** Material for this task follows **

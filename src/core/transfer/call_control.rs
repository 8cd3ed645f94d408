//! Call-control client: redirects a live call leg to the transfer webhook.
//!
//! The redirect is a single REST call against the telephony platform that
//! replaces the call's current instructions with the document served by
//! `TRANSFER_WEBHOOK_URL`. Outcome tracking is callback driven and lands in
//! the [`TransferRegistry`].

use std::sync::Arc;
use std::time::Duration;

use async_trait::async_trait;
use thiserror::Error;
use url::Url;

use super::registry::TransferRegistry;

/// Default REST API base for the telephony platform.
pub const TWILIO_API_BASE: &str = "https://api.twilio.com";

const REDIRECT_TIMEOUT: Duration = Duration::from_secs(10);

/// Errors raised while starting a transfer.
#[derive(Debug, Error)]
pub enum TransferError {
    #[error("call control is not configured: {0}")]
    NotConfigured(String),

    #[error("invalid transfer webhook url: {0}")]
    InvalidWebhookUrl(String),

    #[error("redirect request failed: {0}")]
    Http(#[from] reqwest::Error),

    #[error("redirect rejected with status {status}: {body}")]
    Rejected { status: u16, body: String },
}

/// Outbound call-control operations needed to complete a transfer.
#[async_trait]
pub trait CallControl: Send + Sync {
    /// Register the transfer as pending and redirect `call_sid` so the
    /// platform dials `destination`.
    async fn redirect_to_transfer(&self, call_sid: &str, destination: &str)
    -> Result<(), TransferError>;
}

/// Credentials and endpoints for [`TwilioCallControl`].
#[derive(Debug, Clone)]
pub struct TwilioCallControlConfig {
    pub account_sid: String,
    pub auth_token: String,
    /// Public URL of this service's `/twiml/transfer` endpoint.
    pub transfer_webhook_url: String,
    /// REST base, overridable for tests.
    pub api_base: String,
}

/// [`CallControl`] backed by the Twilio REST API.
pub struct TwilioCallControl {
    client: reqwest::Client,
    config: TwilioCallControlConfig,
    registry: Arc<TransferRegistry>,
}

impl TwilioCallControl {
    pub fn new(
        config: TwilioCallControlConfig,
        registry: Arc<TransferRegistry>,
    ) -> Result<Self, TransferError> {
        if config.account_sid.is_empty() || config.auth_token.is_empty() {
            return Err(TransferError::NotConfigured(
                "account SID and auth token are required".to_string(),
            ));
        }
        Url::parse(&config.transfer_webhook_url)
            .map_err(|e| TransferError::InvalidWebhookUrl(e.to_string()))?;

        let client = reqwest::Client::builder()
            .timeout(REDIRECT_TIMEOUT)
            .build()?;

        Ok(Self {
            client,
            config,
            registry,
        })
    }

    /// Webhook URL the call is redirected to, carrying the destination.
    pub fn transfer_url(&self, destination: &str) -> Result<String, TransferError> {
        let mut url = Url::parse(&self.config.transfer_webhook_url)
            .map_err(|e| TransferError::InvalidWebhookUrl(e.to_string()))?;
        url.query_pairs_mut().append_pair("target_number", destination);
        Ok(url.into())
    }

    fn call_resource_url(&self, call_sid: &str) -> String {
        format!(
            "{}/2010-04-01/Accounts/{}/Calls/{}.json",
            self.config.api_base.trim_end_matches('/'),
            self.config.account_sid,
            call_sid
        )
    }
}

#[async_trait]
impl CallControl for TwilioCallControl {
    async fn redirect_to_transfer(
        &self,
        call_sid: &str,
        destination: &str,
    ) -> Result<(), TransferError> {
        let transfer_url = self.transfer_url(destination)?;

        // Registered before the redirect so the waiter never races the first callback.
        self.registry.set_pending(call_sid, destination);

        tracing::info!(call_sid = %call_sid, destination = %destination, "Redirecting call for transfer");

        let response = self
            .client
            .post(self.call_resource_url(call_sid))
            .basic_auth(&self.config.account_sid, Some(&self.config.auth_token))
            .form(&[("Url", transfer_url.as_str()), ("Method", "POST")])
            .send()
            .await?;

        let status = response.status();
        if !status.is_success() {
            let body = response.text().await.unwrap_or_default();
            tracing::error!(call_sid = %call_sid, status = %status, "Call redirect rejected");
            return Err(TransferError::Rejected {
                status: status.as_u16(),
                body,
            });
        }

        tracing::debug!(call_sid = %call_sid, "Call redirect accepted");
        Ok(())
    }
}
use std::collections::HashMap;
use std::sync::atomic::{AtomicU64, Ordering};

use async_trait::async_trait;
use parking_lot::RwLock;
use time::{Duration, OffsetDateTime};

use super::{
    CallQuery, CallRecord, CallRecordStore, CallStats, CallerCount, NewCallRecord,
    RecordStoreError, TOP_CALLERS_LIMIT, TaskTypeCount,
};

/// Process-local call record store.
///
/// Records are kept in insertion order, which is also creation order.
#[derive(Default)]
pub struct InMemoryCallRecordStore {
    next_id: AtomicU64,
    records: RwLock<Vec<CallRecord>>,
}

impl InMemoryCallRecordStore {
    pub fn new() -> Self {
        Self::default()
    }

    pub fn len(&self) -> usize {
        self.records.read().len()
    }

    pub fn is_empty(&self) -> bool {
        self.records.read().is_empty()
    }

    fn insert_at(
        &self,
        record: NewCallRecord,
        created_at: OffsetDateTime,
    ) -> Result<u64, RecordStoreError> {
        if record.caller_phone.is_empty() {
            return Err(RecordStoreError::Invalid(
                "caller_phone is required".to_string(),
            ));
        }

        let id = self.next_id.fetch_add(1, Ordering::SeqCst) + 1;
        self.records.write().push(CallRecord {
            id,
            caller_phone: record.caller_phone,
            task_type: record.task_type,
            call_summary: record.call_summary,
            detail_info: record.detail_info,
            created_at,
        });
        tracing::info!(record_id = id, "Inserted call record");
        Ok(id)
    }
}

/// Sort `(key, count)` pairs by count descending, then key ascending.
fn ranked(counts: HashMap<String, u64>) -> Vec<(String, u64)> {
    let mut ranked: Vec<(String, u64)> = counts.into_iter().collect();
    ranked.sort_by(|a, b| b.1.cmp(&a.1).then_with(|| a.0.cmp(&b.0)));
    ranked
}

#[async_trait]
impl CallRecordStore for InMemoryCallRecordStore {
    async fn insert(&self, record: NewCallRecord) -> Result<u64, RecordStoreError> {
        self.insert_at(record, OffsetDateTime::now_utc())
    }

    async fn query(&self, query: &CallQuery) -> Result<Vec<CallRecord>, RecordStoreError> {
        let records = self.records.read();
        Ok(records
            .iter()
            .rev()
            .filter(|r| query.phone.as_ref().is_none_or(|p| &r.caller_phone == p))
            .filter(|r| query.task_type.as_ref().is_none_or(|t| &r.task_type == t))
            .filter(|r| query.date.is_none_or(|d| r.created_at.date() == d))
            .take(query.limit)
            .cloned()
            .collect())
    }

    async fn stats(&self, now: OffsetDateTime) -> Result<CallStats, RecordStoreError> {
        let records = self.records.read();
        let today = now.date();
        let since = now - Duration::hours(24);

        let mut by_task_type: HashMap<String, u64> = HashMap::new();
        let mut by_caller: HashMap<String, u64> = HashMap::new();
        let mut calls_today = 0;
        let mut calls_last_24h = 0;

        for record in records.iter() {
            if record.created_at.date() == today {
                calls_today += 1;
            }
            if record.created_at >= since {
                calls_last_24h += 1;
            }
            if !record.task_type.is_empty() {
                *by_task_type.entry(record.task_type.clone()).or_default() += 1;
            }
            *by_caller.entry(record.caller_phone.clone()).or_default() += 1;
        }

        Ok(CallStats {
            total_calls: records.len() as u64,
            calls_today,
            calls_last_24h,
            by_task_type: ranked(by_task_type)
                .into_iter()
                .map(|(task_type, count)| TaskTypeCount { task_type, count })
                .collect(),
            top_callers: ranked(by_caller)
                .into_iter()
                .take(TOP_CALLERS_LIMIT)
                .map(|(phone, count)| CallerCount { phone, count })
                .collect(),
        })
    }
}

#[cfg(test)]
mod tests {
    use super::*;
    use time::macros::datetime;

    fn record(phone: &str, task_type: &str) -> NewCallRecord {
        NewCallRecord {
            caller_phone: phone.to_string(),
            task_type: task_type.to_string(),
            call_summary: "summary".to_string(),
            detail_info: "details".to_string(),
        }
    }

    #[tokio::test]
    async fn test_insert_assigns_increasing_ids() {
        let store = InMemoryCallRecordStore::new();
        let first = store.insert(record("+14155550001", "Question")).await.unwrap();
        let second = store.insert(record("+14155550002", "Claim")).await.unwrap();
        assert_eq!(first, 1);
        assert_eq!(second, 2);
        assert_eq!(store.len(), 2);
    }

    #[tokio::test]
    async fn test_insert_rejects_missing_phone() {
        let store = InMemoryCallRecordStore::new();
        assert!(matches!(
            store.insert(record("", "Question")).await,
            Err(RecordStoreError::Invalid(_))
        ));
        assert!(store.is_empty());
    }

    #[tokio::test]
    async fn test_query_filters_and_orders_newest_first() {
        let store = InMemoryCallRecordStore::new();
        let day1 = datetime!(2025-03-01 10:00 UTC);
        let day2 = datetime!(2025-03-02 10:00 UTC);
        store.insert_at(record("+14155550001", "Question"), day1).unwrap();
        store.insert_at(record("+14155550002", "Claim"), day1).unwrap();
        store.insert_at(record("+14155550001", "Claim"), day2).unwrap();

        let all = store.query(&CallQuery::default()).await.unwrap();
        assert_eq!(all.iter().map(|r| r.id).collect::<Vec<_>>(), vec![3, 2, 1]);

        let by_phone = store
            .query(&CallQuery {
                phone: Some("+14155550001".to_string()),
                ..Default::default()
            })
            .await
            .unwrap();
        assert_eq!(by_phone.len(), 2);

        let by_type_and_date = store
            .query(&CallQuery {
                task_type: Some("Claim".to_string()),
                date: Some(day1.date()),
                ..Default::default()
            })
            .await
            .unwrap();
        assert_eq!(by_type_and_date.len(), 1);
        assert_eq!(by_type_and_date[0].id, 2);

        let limited = store
            .query(&CallQuery {
                limit: 1,
                ..Default::default()
            })
            .await
            .unwrap();
        assert_eq!(limited.len(), 1);
        assert_eq!(limited[0].id, 3);
    }

    #[tokio::test]
    async fn test_stats() {
        let store = InMemoryCallRecordStore::new();
        let now = datetime!(2025-03-02 12:00 UTC);
        store
            .insert_at(record("+14155550001", "Question"), datetime!(2025-02-20 09:00 UTC))
            .unwrap();
        store
            .insert_at(record("+14155550001", "Claim"), datetime!(2025-03-01 20:00 UTC))
            .unwrap();
        store
            .insert_at(record("+14155550002", "Claim"), datetime!(2025-03-02 08:00 UTC))
            .unwrap();

        let stats = store.stats(now).await.unwrap();
        assert_eq!(stats.total_calls, 3);
        assert_eq!(stats.calls_today, 1);
        assert_eq!(stats.calls_last_24h, 2);
        assert_eq!(
            stats.by_task_type,
            vec![
                TaskTypeCount {
                    task_type: "Claim".to_string(),
                    count: 2
                },
                TaskTypeCount {
                    task_type: "Question".to_string(),
                    count: 1
                },
            ]
        );
        assert_eq!(stats.top_callers[0].phone, "+14155550001");
        assert_eq!(stats.top_callers[0].count, 2);
    }
}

** End of Material for this task **

- Brief:
Reproduce only the lines from the top of the material through the one bearing "pub struct TwilioCallControlConfig", each exactly as it stands.

- Exercise response:
filename src/core/transfer/call_control.rs
repository 8cd3ed645f94d408
//! Call-control client: redirects a live call leg to the transfer webhook.
//!
//! The redirect is a single REST call against the telephony platform that
//! replaces the call's current instructions with the document served by
//! `TRANSFER_WEBHOOK_URL`. Outcome tracking is callback driven and lands in
//! the [`TransferRegistry`].

use std::sync::Arc;
use std::time::Duration;

use async_trait::async_trait;
use thiserror::Error;
use url::Url;

use super::registry::TransferRegistry;

/// Default REST API base for the telephony platform.
pub const TWILIO_API_BASE: &str = "https://api.twilio.com";

const REDIRECT_TIMEOUT: Duration = Duration::from_secs(10);

/// Errors raised while starting a transfer.
#[derive(Debug, Error)]
pub enum TransferError {
    #[error("call control is not configured: {0}")]
    NotConfigured(String),

    #[error("invalid transfer webhook url: {0}")]
    InvalidWebhookUrl(String),

    #[error("redirect request failed: {0}")]
    Http(#[from] reqwest::Error),

    #[error("redirect rejected with status {status}: {body}")]
    Rejected { status: u16, body: String },
}

/// Outbound call-control operations needed to complete a transfer.
#[async_trait]
pub trait CallControl: Send + Sync {
    /// Register the transfer as pending and redirect `call_sid` so the
    /// platform dials `destination`.
    async fn redirect_to_transfer(&self, call_sid: &str, destination: &str)
    -> Result<(), TransferError>;
}

/// Credentials and endpoints for [`TwilioCallControl`].
#[derive(Debug, Clone)]
pub struct TwilioCallControlConfig {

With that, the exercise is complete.